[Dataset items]
>>>>>

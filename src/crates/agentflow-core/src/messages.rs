//! Chat message types and engine-recognized structured values
//!
//! The engine recognizes a small set of structured values beyond plain
//! JSON: the chat message, the message list and the tabular record. They
//! are what the `conversation` scope holds, what the agent executor
//! adapter exchanges with providers, and what `edit_table` operates on.
//!
//! On the checkpoint wire these values carry a `$type` discriminator
//! (`chat_message`, `message_list`, `table`) produced by the
//! `to_tagged_value` helpers so stores can round-trip them without knowing
//! their shape and the wire marshaller can validate them on restore.
//!
//! # Examples
//!
//! ```rust
//! use agentflow_core::messages::{ChatMessage, MessageRole};
//!
//! let msg = ChatMessage::user("What is the weather?");
//! assert_eq!(msg.role, MessageRole::User);
//! assert_eq!(msg.text(), "What is the weather?");
//!
//! let approval = ChatMessage::approval_request("call-42", "send_email", serde_json::json!({}));
//! assert_eq!(approval.content_id(), "call-42");
//! ```

use serde::{Deserialize, Serialize};
use serde_json::{json, Value};
use uuid::Uuid;

/// Role of the message sender in a conversation
#[derive(Debug, Clone, PartialEq, Eq, Serialize, Deserialize)]
#[serde(rename_all = "lowercase")]
pub enum MessageRole {
    /// Instructions and constraints for the conversation
    System,
    /// Input from the end user
    User,
    /// Replies from the agent
    Assistant,
    /// Output of a tool or function execution
    Tool,
}

/// One piece of message content
#[derive(Debug, Clone, PartialEq, Serialize, Deserialize)]
#[serde(tag = "kind", rename_all = "snake_case")]
pub enum ContentPart {
    /// Plain text
    Text { text: String },

    /// A function call proposed by the agent
    FunctionCall {
        call_id: String,
        name: String,
        #[serde(default)]
        arguments: Value,
    },

    /// Result of an executed function call
    FunctionResult { call_id: String, result: Value },

    /// Approval request for a proposed function or server-tool call
    ApprovalRequest {
        call_id: String,
        name: String,
        #[serde(default)]
        arguments: Value,
    },

    /// Approval or denial matching an earlier request, by call id
    ApprovalResponse { call_id: String, approved: bool },
}

/// A chat message exchanged with agents and stored in the conversation scope
#[derive(Debug, Clone, PartialEq, Serialize, Deserialize)]
pub struct ChatMessage {
    /// Stable message id
    pub id: String,

    /// Sender role
    pub role: MessageRole,

    /// Ordered content parts
    pub content: Vec<ContentPart>,

    /// Optional author name (agent id, user handle)
    #[serde(skip_serializing_if = "Option::is_none")]
    pub author: Option<String>,
}

impl ChatMessage {
    /// Create a message with a fresh id
    pub fn new(role: MessageRole, content: Vec<ContentPart>) -> Self {
        Self {
            id: Uuid::new_v4().to_string(),
            role,
            content,
            author: None,
        }
    }

    /// Plain-text user message
    pub fn user(text: impl Into<String>) -> Self {
        Self::new(MessageRole::User, vec![ContentPart::Text { text: text.into() }])
    }

    /// Plain-text assistant message
    pub fn assistant(text: impl Into<String>) -> Self {
        Self::new(
            MessageRole::Assistant,
            vec![ContentPart::Text { text: text.into() }],
        )
    }

    /// Plain-text system message
    pub fn system(text: impl Into<String>) -> Self {
        Self::new(MessageRole::System, vec![ContentPart::Text { text: text.into() }])
    }

    /// Assistant message carrying an approval request for a function call
    pub fn approval_request(
        call_id: impl Into<String>,
        name: impl Into<String>,
        arguments: Value,
    ) -> Self {
        Self::new(
            MessageRole::Assistant,
            vec![ContentPart::ApprovalRequest {
                call_id: call_id.into(),
                name: name.into(),
                arguments,
            }],
        )
    }

    /// User message carrying an approval or denial for a call id
    pub fn approval_response(call_id: impl Into<String>, approved: bool) -> Self {
        Self::new(
            MessageRole::User,
            vec![ContentPart::ApprovalResponse {
                call_id: call_id.into(),
                approved,
            }],
        )
    }

    /// Set an explicit id
    pub fn with_id(mut self, id: impl Into<String>) -> Self {
        self.id = id.into();
        self
    }

    /// Set the author
    pub fn with_author(mut self, author: impl Into<String>) -> Self {
        self.author = Some(author.into());
        self
    }

    /// Concatenated text of all text parts
    pub fn text(&self) -> String {
        self.content
            .iter()
            .filter_map(|part| match part {
                ContentPart::Text { text } => Some(text.as_str()),
                _ => None,
            })
            .collect::<Vec<_>>()
            .join("")
    }

    /// The approval request part, if any
    pub fn approval_request_part(&self) -> Option<(&str, &str, &Value)> {
        self.content.iter().find_map(|part| match part {
            ContentPart::ApprovalRequest {
                call_id,
                name,
                arguments,
            } => Some((call_id.as_str(), name.as_str(), arguments)),
            _ => None,
        })
    }

    /// The approval response part, if any
    pub fn approval_response_part(&self) -> Option<(&str, bool)> {
        self.content.iter().find_map(|part| match part {
            ContentPart::ApprovalResponse { call_id, approved } => {
                Some((call_id.as_str(), *approved))
            }
            _ => None,
        })
    }

    /// Correlation id used by the human-in-the-loop contract: the approval
    /// call id when present, otherwise the message id
    pub fn content_id(&self) -> String {
        if let Some((call_id, _, _)) = self.approval_request_part() {
            return call_id.to_string();
        }
        if let Some((call_id, _)) = self.approval_response_part() {
            return call_id.to_string();
        }
        self.id.clone()
    }

    /// Serialize with the `$type` wire discriminator
    pub fn to_tagged_value(&self) -> Value {
        let mut value = serde_json::to_value(self).unwrap_or(Value::Null);
        if let Some(obj) = value.as_object_mut() {
            obj.insert("$type".to_string(), json!("chat_message"));
        }
        value
    }

    /// Parse a value produced by [`to_tagged_value`](Self::to_tagged_value)
    pub fn from_tagged_value(value: &Value) -> Option<Self> {
        let mut value = value.clone();
        if let Some(obj) = value.as_object_mut() {
            obj.remove("$type");
        }
        serde_json::from_value(value).ok()
    }
}

/// Serialize a message list with the `$type` wire discriminator
pub fn messages_to_tagged_value(messages: &[ChatMessage]) -> Value {
    json!({
        "$type": "message_list",
        "messages": messages.iter().map(ChatMessage::to_tagged_value).collect::<Vec<_>>(),
    })
}

/// Parse a tagged message list; tolerates a missing or empty value
pub fn messages_from_tagged_value(value: Option<&Value>) -> Vec<ChatMessage> {
    value
        .and_then(|v| v.get("messages"))
        .and_then(Value::as_array)
        .map(|items| {
            items
                .iter()
                .filter_map(ChatMessage::from_tagged_value)
                .collect()
        })
        .unwrap_or_default()
}

/// Tabular record: named columns plus rows of values
#[derive(Debug, Clone, PartialEq, Serialize, Deserialize, Default)]
pub struct TableRecord {
    /// Column names, in display order
    pub columns: Vec<String>,

    /// Row data; each row is positionally aligned with `columns`
    pub rows: Vec<Vec<Value>>,
}

impl TableRecord {
    /// Empty table with the given columns
    pub fn new(columns: Vec<String>) -> Self {
        Self {
            columns,
            rows: Vec::new(),
        }
    }

    /// Append a row
    pub fn add_row(&mut self, row: Vec<Value>) {
        self.rows.push(row);
    }

    /// Remove a row by index; out-of-range indexes are ignored
    pub fn remove_row(&mut self, index: usize) {
        if index < self.rows.len() {
            self.rows.remove(index);
        }
    }

    /// Remove all rows, keeping the columns
    pub fn clear(&mut self) {
        self.rows.clear();
    }

    /// Serialize with the `$type` wire discriminator
    pub fn to_tagged_value(&self) -> Value {
        let mut value = serde_json::to_value(self).unwrap_or(Value::Null);
        if let Some(obj) = value.as_object_mut() {
            obj.insert("$type".to_string(), json!("table"));
        }
        value
    }

    /// Parse a value produced by [`to_tagged_value`](Self::to_tagged_value)
    pub fn from_tagged_value(value: &Value) -> Option<Self> {
        let mut value = value.clone();
        if let Some(obj) = value.as_object_mut() {
            obj.remove("$type");
        }
        serde_json::from_value(value).ok()
    }
}

#[cfg(test)]
mod tests {
    use super::*;

    #[test]
    fn test_text_concatenates_text_parts() {
        let msg = ChatMessage::new(
            MessageRole::Assistant,
            vec![
                ContentPart::Text {
                    text: "Hello ".to_string(),
                },
                ContentPart::FunctionResult {
                    call_id: "c1".to_string(),
                    result: json!(1),
                },
                ContentPart::Text {
                    text: "world".to_string(),
                },
            ],
        );
        assert_eq!(msg.text(), "Hello world");
    }

    #[test]
    fn test_content_id_prefers_approval_call_id() {
        let request = ChatMessage::approval_request("call-42", "send_email", json!({}));
        assert_eq!(request.content_id(), "call-42");

        let response = ChatMessage::approval_response("call-42", true);
        assert_eq!(response.content_id(), "call-42");

        let plain = ChatMessage::user("hi").with_id("m-1");
        assert_eq!(plain.content_id(), "m-1");
    }

    #[test]
    fn test_tagged_round_trip() {
        let msg = ChatMessage::assistant("done").with_author("agent-1");
        let tagged = msg.to_tagged_value();
        assert_eq!(tagged["$type"], json!("chat_message"));
        assert_eq!(ChatMessage::from_tagged_value(&tagged), Some(msg));
    }

    #[test]
    fn test_message_list_round_trip() {
        let history = vec![ChatMessage::user("q"), ChatMessage::assistant("a")];
        let tagged = messages_to_tagged_value(&history);
        assert_eq!(tagged["$type"], json!("message_list"));
        assert_eq!(messages_from_tagged_value(Some(&tagged)), history);
        assert!(messages_from_tagged_value(None).is_empty());
    }

    #[test]
    fn test_table_operations() {
        let mut table = TableRecord::new(vec!["name".to_string(), "count".to_string()]);
        table.add_row(vec![json!("a"), json!(1)]);
        table.add_row(vec![json!("b"), json!(2)]);
        table.remove_row(0);
        assert_eq!(table.rows, vec![vec![json!("b"), json!(2)]]);

        table.clear();
        assert!(table.rows.is_empty());
        assert_eq!(table.columns.len(), 2);
    }
}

<<<<<

» Directions for this task
Determine how many lines in the entries above contain the word "Hello", and respond with the number alone.

» Response
2